▶ _Saved data entries_
▶
//! Calorie predictor with a lazily trained, process-lifetime model.
//!
//! The forest is trained on first use and then reused for every prediction.
//! Concurrent first callers block on the same training run. A failed run is
//! not cached, so the next call retries. The last failure is kept so the UI
//! can tell a failed run from one still in progress.

use std::path::PathBuf;
use std::sync::{Arc, Mutex};
use std::thread::JoinHandle;
use std::time::Instant;

use once_cell::sync::OnceCell;

use super::dataset::TrainingSet;
use super::forest::{ForestParams, RandomForest};
use super::types::{MlError, PredictionInput};
use crate::storage::config::ModelSettings;

/// Where training data comes from.
#[derive(Debug, Clone)]
pub enum ModelSource {
    /// Exercise and calories CSV files
    Csv {
        exercise: PathBuf,
        calories: PathBuf,
    },
    /// Already-loaded rows
    InMemory(TrainingSet),
}

/// Training state as seen by the UI.
#[derive(Debug, Clone, PartialEq, Eq)]
pub enum ModelState {
    /// No run has finished yet
    Training,
    /// Model trained and cached
    Ready,
    /// Most recent run failed
    Failed(String),
}

/// Predicts calories burned for a workout.
pub struct CaloriePredictor {
    source: ModelSource,
    params: ForestParams,
    model: OnceCell<RandomForest>,
    last_error: Mutex<Option<String>>,
}

impl CaloriePredictor {
    /// Predictor reading the datasets named in the settings.
    pub fn from_settings(settings: &ModelSettings) -> Self {
        Self {
            source: ModelSource::Csv {
                exercise: settings.exercise_csv.clone(),
                calories: settings.calories_csv.clone(),
            },
            params: ForestParams::from(settings),
            model: OnceCell::new(),
            last_error: Mutex::new(None),
        }
    }

    /// Predictor over an in-memory training set.
    pub fn from_training_set(set: TrainingSet, params: ForestParams) -> Self {
        Self {
            source: ModelSource::InMemory(set),
            params,
            model: OnceCell::new(),
            last_error: Mutex::new(None),
        }
    }

    /// Whether the model has been trained in this process.
    pub fn is_trained(&self) -> bool {
        self.model.get().is_some()
    }

    /// Current training state.
    pub fn state(&self) -> ModelState {
        if self.is_trained() {
            return ModelState::Ready;
        }
        match self.last_error_slot().clone() {
            Some(message) => ModelState::Failed(message),
            None => ModelState::Training,
        }
    }

    /// Train now if not yet trained.
    pub fn warm_up(&self) -> Result<(), MlError> {
        self.model().map(|_| ())
    }

    /// Predict calories for one workout.
    pub fn predict(&self, input: &PredictionInput) -> Result<f64, MlError> {
        let model = self.model()?;
        Ok(model.predict(&input.features()))
    }

    fn model(&self) -> Result<&RandomForest, MlError> {
        let result = self.model.get_or_try_init(|| self.train());
        *self.last_error_slot() = result.as_ref().err().map(|e| e.to_string());
        result
    }

    fn last_error_slot(&self) -> std::sync::MutexGuard<'_, Option<String>> {
        self.last_error
            .lock()
            .unwrap_or_else(|poisoned| poisoned.into_inner())
    }

    fn train(&self) -> Result<RandomForest, MlError> {
        let started = Instant::now();

        let loaded;
        let set = match &self.source {
            ModelSource::Csv { exercise, calories } => {
                loaded = TrainingSet::load(exercise, calories)?;
                &loaded
            }
            ModelSource::InMemory(set) => set,
        };

        tracing::info!(
            "Training calorie model on {} rows ({} trees, seed {})",
            set.len(),
            self.params.n_estimators,
            self.params.seed
        );

        let forest = RandomForest::fit(set, &self.params)?;

        tracing::info!(
            "Calorie model trained in {:.2}s",
            started.elapsed().as_secs_f64()
        );
        Ok(forest)
    }
}

/// Train the model on a background thread so the first save does not stall.
pub fn spawn_warm_up(predictor: Arc<CaloriePredictor>) -> std::io::Result<JoinHandle<()>> {
    std::thread::Builder::new()
        .name("model-warm-up".to_string())
        .spawn(move || {
            if let Err(e) = predictor.warm_up() {
                tracing::error!("Calorie model training failed: {}", e);
            }
        })
}

#[cfg(test)]
mod tests {
    use super::*;
    use crate::ml::tree::TreeParams;

    fn training_set() -> TrainingSet {
        let mut set = TrainingSet::default();
        for duration in 1..=40 {
            set.features
                .push([30.0, 22.0, duration as f64, 120.0, 37.0, 1.0]);
            set.targets.push(duration as f64 * 6.0);
        }
        set
    }

    fn params() -> ForestParams {
        ForestParams {
            n_estimators: 10,
            seed: 42,
            tree: TreeParams::default(),
        }
    }

    fn input(duration: f64) -> PredictionInput {
        PredictionInput {
            age: 30.0,
            bmi: 22.0,
            duration_minutes: duration,
            heart_rate_bpm: 120.0,
            body_temp_c: 37.0,
            is_male: true,
        }
    }

    #[test]
    fn test_trains_lazily_once() {
        let predictor = CaloriePredictor::from_training_set(training_set(), params());
        assert!(!predictor.is_trained());

        let first = predictor.predict(&input(20.0)).unwrap();
        assert!(predictor.is_trained());

        let second = predictor.predict(&input(20.0)).unwrap();
        assert_eq!(first, second);
        assert!(first > 0.0);
    }

    #[test]
    fn test_missing_files_error_and_retry() {
        let dir = tempfile::tempdir().unwrap();
        let settings = ModelSettings {
            exercise_csv: dir.path().join("exercise.csv"),
            calories_csv: dir.path().join("calories.csv"),
            n_estimators: 3,
            ..Default::default()
        };
        let predictor = CaloriePredictor::from_settings(&settings);

        assert!(matches!(
            predictor.predict(&input(10.0)),
            Err(MlError::DatasetMissing(_))
        ));
        assert!(!predictor.is_trained());

        std::fs::write(
            &settings.exercise_csv,
            "User_ID,Gender,Age,Height,Weight,Duration,Heart_Rate,Body_Temp\n\
             1,male,30,180,80,10,100,37.0\n\
             2,female,40,165,60,40,150,39.0\n",
        )
        .unwrap();
        std::fs::write(&settings.calories_csv, "User_ID,Calories\n1,50\n2,250\n").unwrap();

        let prediction = predictor.predict(&input(10.0)).unwrap();
        assert!((50.0..=250.0).contains(&prediction));
        assert!(predictor.is_trained());
    }

    #[test]
    fn test_warm_up_thread() {
        let predictor = Arc::new(CaloriePredictor::from_training_set(training_set(), params()));
        let handle = spawn_warm_up(Arc::clone(&predictor)).unwrap();
        handle.join().unwrap();

        assert!(predictor.is_trained());
        assert_eq!(predictor.state(), ModelState::Ready);
    }

    #[test]
    fn test_failed_warm_up_is_reported() {
        let dir = tempfile::tempdir().unwrap();
        let settings = ModelSettings {
            exercise_csv: dir.path().join("exercise.csv"),
            calories_csv: dir.path().join("calories.csv"),
            n_estimators: 3,
            ..Default::default()
        };
        let predictor = Arc::new(CaloriePredictor::from_settings(&settings));
        assert_eq!(predictor.state(), ModelState::Training);

        spawn_warm_up(Arc::clone(&predictor)).unwrap().join().unwrap();

        assert!(!predictor.is_trained());
        match predictor.state() {
            ModelState::Failed(message) => assert!(message.contains("exercise.csv")),
            other => panic!("expected Failed, got {:?}", other),
        }

        // A later query still fails and keeps reporting the error
        assert!(predictor.predict(&input(10.0)).is_err());
        assert!(matches!(predictor.state(), ModelState::Failed(_)));
    }
}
◀
▶ _The task_
Each record should be repeated in full, exactly as it is written.

▶ _Solution for this exercise_
//! Calorie predictor with a lazily trained, process-lifetime model.
//!
//! The forest is trained on first use and then reused for every prediction.
//! Concurrent first callers block on the same training run. A failed run is
//! not cached, so the next call retries. The last failure is kept so the UI
//! can tell a failed run from one still in progress.

use std::path::PathBuf;
use std::sync::{Arc, Mutex};
use std::thread::JoinHandle;
use std::time::Instant;

use once_cell::sync::OnceCell;

use super::dataset::TrainingSet;
use super::forest::{ForestParams, RandomForest};
use super::types::{MlError, PredictionInput};
use crate::storage::config::ModelSettings;

/// Where training data comes from.
#[derive(Debug, Clone)]
pub enum ModelSource {
    /// Exercise and calories CSV files
    Csv {
        exercise: PathBuf,
        calories: PathBuf,
    },
    /// Already-loaded rows
    InMemory(TrainingSet),
}

/// Training state as seen by the UI.
#[derive(Debug, Clone, PartialEq, Eq)]
pub enum ModelState {
    /// No run has finished yet
    Training,
    /// Model trained and cached
    Ready,
    /// Most recent run failed
    Failed(String),
}

/// Predicts calories burned for a workout.
pub struct CaloriePredictor {
    source: ModelSource,
    params: ForestParams,
    model: OnceCell<RandomForest>,
    last_error: Mutex<Option<String>>,
}

impl CaloriePredictor {
    /// Predictor reading the datasets named in the settings.
    pub fn from_settings(settings: &ModelSettings) -> Self {
        Self {
            source: ModelSource::Csv {
                exercise: settings.exercise_csv.clone(),
                calories: settings.calories_csv.clone(),
            },
            params: ForestParams::from(settings),
            model: OnceCell::new(),
            last_error: Mutex::new(None),
        }
    }

    /// Predictor over an in-memory training set.
    pub fn from_training_set(set: TrainingSet, params: ForestParams) -> Self {
        Self {
            source: ModelSource::InMemory(set),
            params,
            model: OnceCell::new(),
            last_error: Mutex::new(None),
        }
    }

    /// Whether the model has been trained in this process.
    pub fn is_trained(&self) -> bool {
        self.model.get().is_some()
    }

    /// Current training state.
    pub fn state(&self) -> ModelState {
        if self.is_trained() {
            return ModelState::Ready;
        }
        match self.last_error_slot().clone() {
            Some(message) => ModelState::Failed(message),
            None => ModelState::Training,
        }
    }

    /// Train now if not yet trained.
    pub fn warm_up(&self) -> Result<(), MlError> {
        self.model().map(|_| ())
    }

    /// Predict calories for one workout.
    pub fn predict(&self, input: &PredictionInput) -> Result<f64, MlError> {
        let model = self.model()?;
        Ok(model.predict(&input.features()))
    }

    fn model(&self) -> Result<&RandomForest, MlError> {
        let result = self.model.get_or_try_init(|| self.train());
        *self.last_error_slot() = result.as_ref().err().map(|e| e.to_string());
        result
    }

    fn last_error_slot(&self) -> std::sync::MutexGuard<'_, Option<String>> {
        self.last_error
            .lock()
            .unwrap_or_else(|poisoned| poisoned.into_inner())
    }

    fn train(&self) -> Result<RandomForest, MlError> {
        let started = Instant::now();

        let loaded;
        let set = match &self.source {
            ModelSource::Csv { exercise, calories } => {
                loaded = TrainingSet::load(exercise, calories)?;
                &loaded
            }
            ModelSource::InMemory(set) => set,
        };

        tracing::info!(
            "Training calorie model on {} rows ({} trees, seed {})",
            set.len(),
            self.params.n_estimators,
            self.params.seed
        );

        let forest = RandomForest::fit(set, &self.params)?;

        tracing::info!(
            "Calorie model trained in {:.2}s",
            started.elapsed().as_secs_f64()
        );
        Ok(forest)
    }
}

/// Train the model on a background thread so the first save does not stall.
pub fn spawn_warm_up(predictor: Arc<CaloriePredictor>) -> std::io::Result<JoinHandle<()>> {
    std::thread::Builder::new()
        .name("model-warm-up".to_string())
        .spawn(move || {
            if let Err(e) = predictor.warm_up() {
                tracing::error!("Calorie model training failed: {}", e);
            }
        })
}

#[cfg(test)]
mod tests {
    use super::*;
    use crate::ml::tree::TreeParams;

    fn training_set() -> TrainingSet {
        let mut set = TrainingSet::default();
        for duration in 1..=40 {
            set.features
                .push([30.0, 22.0, duration as f64, 120.0, 37.0, 1.0]);
            set.targets.push(duration as f64 * 6.0);
        }
        set
    }

    fn params() -> ForestParams {
        ForestParams {
            n_estimators: 10,
            seed: 42,
            tree: TreeParams::default(),
        }
    }

    fn input(duration: f64) -> PredictionInput {
        PredictionInput {
            age: 30.0,
            bmi: 22.0,
            duration_minutes: duration,
            heart_rate_bpm: 120.0,
            body_temp_c: 37.0,
            is_male: true,
        }
    }

    #[test]
    fn test_trains_lazily_once() {
        let predictor = CaloriePredictor::from_training_set(training_set(), params());
        assert!(!predictor.is_trained());

        let first = predictor.predict(&input(20.0)).unwrap();
        assert!(predictor.is_trained());

        let second = predictor.predict(&input(20.0)).unwrap();
        assert_eq!(first, second);
        assert!(first > 0.0);
    }

    #[test]
    fn test_missing_files_error_and_retry() {
        let dir = tempfile::tempdir().unwrap();
        let settings = ModelSettings {
            exercise_csv: dir.path().join("exercise.csv"),
            calories_csv: dir.path().join("calories.csv"),
            n_estimators: 3,
            ..Default::default()
        };
        let predictor = CaloriePredictor::from_settings(&settings);

        assert!(matches!(
            predictor.predict(&input(10.0)),
            Err(MlError::DatasetMissing(_))
        ));
        assert!(!predictor.is_trained());

        std::fs::write(
            &settings.exercise_csv,
            "User_ID,Gender,Age,Height,Weight,Duration,Heart_Rate,Body_Temp\n\
             1,male,30,180,80,10,100,37.0\n\
             2,female,40,165,60,40,150,39.0\n",
        )
        .unwrap();
        std::fs::write(&settings.calories_csv, "User_ID,Calories\n1,50\n2,250\n").unwrap();

        let prediction = predictor.predict(&input(10.0)).unwrap();
        assert!((50.0..=250.0).contains(&prediction));
        assert!(predictor.is_trained());
    }

    #[test]
    fn test_warm_up_thread() {
        let predictor = Arc::new(CaloriePredictor::from_training_set(training_set(), params()));
        let handle = spawn_warm_up(Arc::clone(&predictor)).unwrap();
        handle.join().unwrap();

        assert!(predictor.is_trained());
        assert_eq!(predictor.state(), ModelState::Ready);
    }

    #[test]
    fn test_failed_warm_up_is_reported() {
        let dir = tempfile::tempdir().unwrap();
        let settings = ModelSettings {
            exercise_csv: dir.path().join("exercise.csv"),
            calories_csv: dir.path().join("calories.csv"),
            n_estimators: 3,
            ..Default::default()
        };
        let predictor = Arc::new(CaloriePredictor::from_settings(&settings));
        assert_eq!(predictor.state(), ModelState::Training);

        spawn_warm_up(Arc::clone(&predictor)).unwrap().join().unwrap();

        assert!(!predictor.is_trained());
        match predictor.state() {
            ModelState::Failed(message) => assert!(message.contains("exercise.csv")),
            other => panic!("expected Failed, got {:?}", other),
        }

        // A later query still fails and keeps reporting the error
        assert!(predictor.predict(&input(10.0)).is_err());
        assert!(matches!(predictor.state(), ModelState::Failed(_)));
    }
}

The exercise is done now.